Rados devotes most of his talk to European nations who have a history of euthanasia, but did include a few statistics from U.S. States, such as Oregon, that have allowed it. “Oregon now has a suicide rate of 35 per cent, the highest in the country,” says Rados. Holland now has 12 people per day euthanized and the country is now developing or may have already developed portable units that can travel around to meet demand.

His presentation was followed by Regina archdiocesan theologian Brett Salkeld answering questions from the audience. He noted that he is currently writing a five-part series — three have already appeared — in the Prairie Messenger on the subject of euthanasia. Salkeld has written and spoken about the church’s opposition to euthanasia, and his answers to audience questions reiterated those positions.
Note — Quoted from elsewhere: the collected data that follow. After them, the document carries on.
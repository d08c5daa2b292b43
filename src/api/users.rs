use axum::{
    extract::{Path, Query, State},
    http::StatusCode,
    routing::{get, put},
    Json, Router,
};
use uuid::Uuid;
use validator::Validate;

use crate::api::errors::ApiError;
use crate::api::guards::CurrentAdmin;
use crate::api::pagination::{Page, PaginatedResponse};
use crate::api::validation::validate_password_len;
use crate::core::security;
use crate::core::state::AppState;
use crate::core::time::primitive_now_utc;
use crate::db::models::User;
use crate::db::types::UserRole;
use crate::repositories;
use crate::schemas::user::{
    AdminUserCreate, AdminUserUpdate, UserGroupUpdate, UserListQuery, UserResponse,
};

pub(crate) fn router() -> Router<AppState> {
    Router::new()
        .route("/", get(list_users).post(create_user))
        .route("/:user_id", get(get_user).patch(update_user).delete(delete_user))
        .route("/:user_id/group", put(set_user_group))
}

async fn list_users(
    Query(params): Query<UserListQuery>,
    CurrentAdmin(_admin): CurrentAdmin,
    State(state): State<AppState>,
) -> Result<Json<PaginatedResponse<UserResponse>>, ApiError> {
    let filter = repositories::users::UserFilter {
        role: params.role,
        group_id: params.group_id,
        search: params.search,
    };
    let page = Page::new(params.skip, params.limit);

    let users = repositories::users::list(state.db(), &filter, page.skip, page.limit)
        .await
        .map_err(|e| ApiError::internal(e, "Failed to list users"))?;
    let total_count = repositories::users::count(state.db(), &filter)
        .await
        .map_err(|e| ApiError::internal(e, "Failed to count users"))?;

    Ok(Json(PaginatedResponse::new(
        users.into_iter().map(UserResponse::from_db).collect(),
        total_count,
        page,
    )))
}

async fn get_user(
    Path(user_id): Path<String>,
    CurrentAdmin(_admin): CurrentAdmin,
    State(state): State<AppState>,
) -> Result<Json<UserResponse>, ApiError> {
    let user = fetch_user(&state, &user_id).await?;
    Ok(Json(UserResponse::from_db(user)))
}

async fn create_user(
    CurrentAdmin(admin): CurrentAdmin,
    State(state): State<AppState>,
    Json(payload): Json<AdminUserCreate>,
) -> Result<(StatusCode, Json<UserResponse>), ApiError> {
    payload.validate().map_err(|e| ApiError::BadRequest(e.to_string()))?;
    validate_password_len(&payload.password)?;

    let email = payload.email.trim().to_lowercase();
    let existing = repositories::users::exists_by_email(state.db(), &email)
        .await
        .map_err(|e| ApiError::internal(e, "Failed to check existing user"))?;
    if existing.is_some() {
        return Err(ApiError::Conflict("User with this email already exists".to_string()));
    }

    let group_id = match payload.group_id.as_deref().map(str::trim).filter(|id| !id.is_empty()) {
        Some(_) if payload.role != UserRole::Student => {
            return Err(ApiError::BadRequest("Only students can belong to a group".to_string()));
        }
        Some(group_id) => {
            ensure_group_exists(&state, group_id).await?;
            Some(group_id)
        }
        None => None,
    };

    let hashed_password = security::hash_password(&payload.password)
        .map_err(|e| ApiError::internal(e, "Failed to hash password"))?;

    let user = repositories::users::create(
        state.db(),
        repositories::users::CreateUser {
            id: &Uuid::new_v4().to_string(),
            email: &email,
            hashed_password,
            full_name: payload.full_name.trim(),
            role: payload.role,
            group_id,
            is_active: payload.is_active,
            created_at: primitive_now_utc(),
        },
    )
    .await
    .map_err(|e| ApiError::internal(e, "Failed to create user"))?;

    tracing::info!(
        admin_id = %admin.id,
        user_id = %user.id,
        role = ?user.role,
        action = "user_create",
        "Admin created user"
    );

    Ok((StatusCode::CREATED, Json(UserResponse::from_db(user))))
}

async fn update_user(
    Path(user_id): Path<String>,
    CurrentAdmin(admin): CurrentAdmin,
    State(state): State<AppState>,
    Json(payload): Json<AdminUserUpdate>,
) -> Result<Json<UserResponse>, ApiError> {
    payload.validate().map_err(|e| ApiError::BadRequest(e.to_string()))?;
    fetch_user(&state, &user_id).await?;

    let demotes_self = payload.is_active == Some(false)
        || payload.role.is_some_and(|role| role != UserRole::Admin);
    if user_id == admin.id && demotes_self {
        return Err(ApiError::BadRequest(
            "Admins cannot demote or deactivate themselves".to_string(),
        ));
    }

    let email = payload.email.as_deref().map(|email| email.trim().to_lowercase());
    if let Some(email) = email.as_deref() {
        let existing = repositories::users::exists_by_email(state.db(), email)
            .await
            .map_err(|e| ApiError::internal(e, "Failed to check existing user"))?;
        if existing.is_some_and(|id| id != user_id) {
            return Err(ApiError::Conflict("User with this email already exists".to_string()));
        }
    }

    let hashed_password = match payload.password.as_deref() {
        Some(password) => {
            validate_password_len(password)?;
            Some(
                security::hash_password(password)
                    .map_err(|e| ApiError::internal(e, "Failed to hash password"))?,
            )
        }
        None => None,
    };

    let updated = repositories::users::update(
        state.db(),
        &user_id,
        repositories::users::UpdateUser {
            full_name: payload.full_name.map(|name| name.trim().to_string()),
            email,
            role: payload.role,
            is_active: payload.is_active,
            hashed_password,
            updated_at: primitive_now_utc(),
        },
    )
    .await
    .map_err(|e| ApiError::internal(e, "Failed to update user"))?
    .ok_or_else(|| ApiError::NotFound("User not found".to_string()))?;

    tracing::info!(
        admin_id = %admin.id,
        user_id = %updated.id,
        action = "user_update",
        "Admin updated user"
    );

    Ok(Json(UserResponse::from_db(updated)))
}

async fn delete_user(
    Path(user_id): Path<String>,
    CurrentAdmin(admin): CurrentAdmin,
    State(state): State<AppState>,
) -> Result<StatusCode, ApiError> {
    if user_id == admin.id {
        return Err(ApiError::BadRequest("Admins cannot delete themselves".to_string()));
    }

    let deleted = repositories::users::delete(state.db(), &user_id)
        .await
        .map_err(|e| ApiError::internal(e, "Failed to delete user"))?;
    if !deleted {
        return Err(ApiError::NotFound("User not found".to_string()));
    }

    tracing::info!(
        admin_id = %admin.id,
        user_id = %user_id,
        action = "user_delete",
        "Admin deleted user"
    );
    Ok(StatusCode::NO_CONTENT)
}

async fn set_user_group(
    Path(user_id): Path<String>,
    CurrentAdmin(admin): CurrentAdmin,
    State(state): State<AppState>,
    Json(payload): Json<UserGroupUpdate>,
) -> Result<Json<UserResponse>, ApiError> {
    let user = fetch_user(&state, &user_id).await?;
    if user.role != UserRole::Student {
        return Err(ApiError::BadRequest("Only students can belong to a group".to_string()));
    }

    let group_id = payload.group_id.as_deref().map(str::trim).filter(|id| !id.is_empty());
    if let Some(group_id) = group_id {
        ensure_group_exists(&state, group_id).await?;
    }

    repositories::users::set_group(state.db(), &user_id, group_id, primitive_now_utc())
        .await
        .map_err(|e| ApiError::internal(e, "Failed to update user group"))?;

    tracing::info!(
        admin_id = %admin.id,
        user_id = %user_id,
        group_id = ?group_id,
        action = "user_set_group",
        "Admin changed student group"
    );

    let user = fetch_user(&state, &user_id).await?;
    Ok(Json(UserResponse::from_db(user)))
}

async fn fetch_user(state: &AppState, user_id: &str) -> Result<User, ApiError> {
    repositories::users::find_by_id(state.db(), user_id)
        .await
        .map_err(|e| ApiError::internal(e, "Failed to fetch user"))?
        .ok_or_else(|| ApiError::NotFound("User not found".to_string()))
}

async fn ensure_group_exists(state: &AppState, group_id: &str) -> Result<(), ApiError> {
    repositories::groups::find_by_id(state.db(), group_id)
        .await
        .map_err(|e| ApiError::internal(e, "Failed to fetch group"))?
        .map(|_| ())
        .ok_or_else(|| ApiError::NotFound("Group not found".to_string()))
}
Contrary to public belief, Salkeld said, the church does not believe in keeping people alive forever and does accept that an individual has the right to refuse treatment and sustenance that may keep them alive.

“Letting them die is legitimate,” said Salkeld, “just don’t kill me.”

The church is also not opposed to giving people medication to ease pain and to provide comfort, said Salkeld, even if such medication has the possibility of ending the individual’s life. “The difference is intent.”

Salkeld also expressed concern that the proposed legislation does not provide strong safeguards to protect vulnerable people who, under the influence of someone else, may be coerced into being killed. He is also concerned that there does not appear to be any exclusion for Catholic institutions or protection for medical personnel for whom euthanasia is against their conscience.

“If Catholic institutions are not protected, they may have to disobey the law and see what happens.”

Saskatoon Bishop Donald Bolen is scheduled to lead a delegation next month to meet with legislators to request more palliative care and conscience rights for health care workers. Salkeld and others opposed to euthanasia have argued that, with palliative care as an option, there would be reduced demand for euthanasia.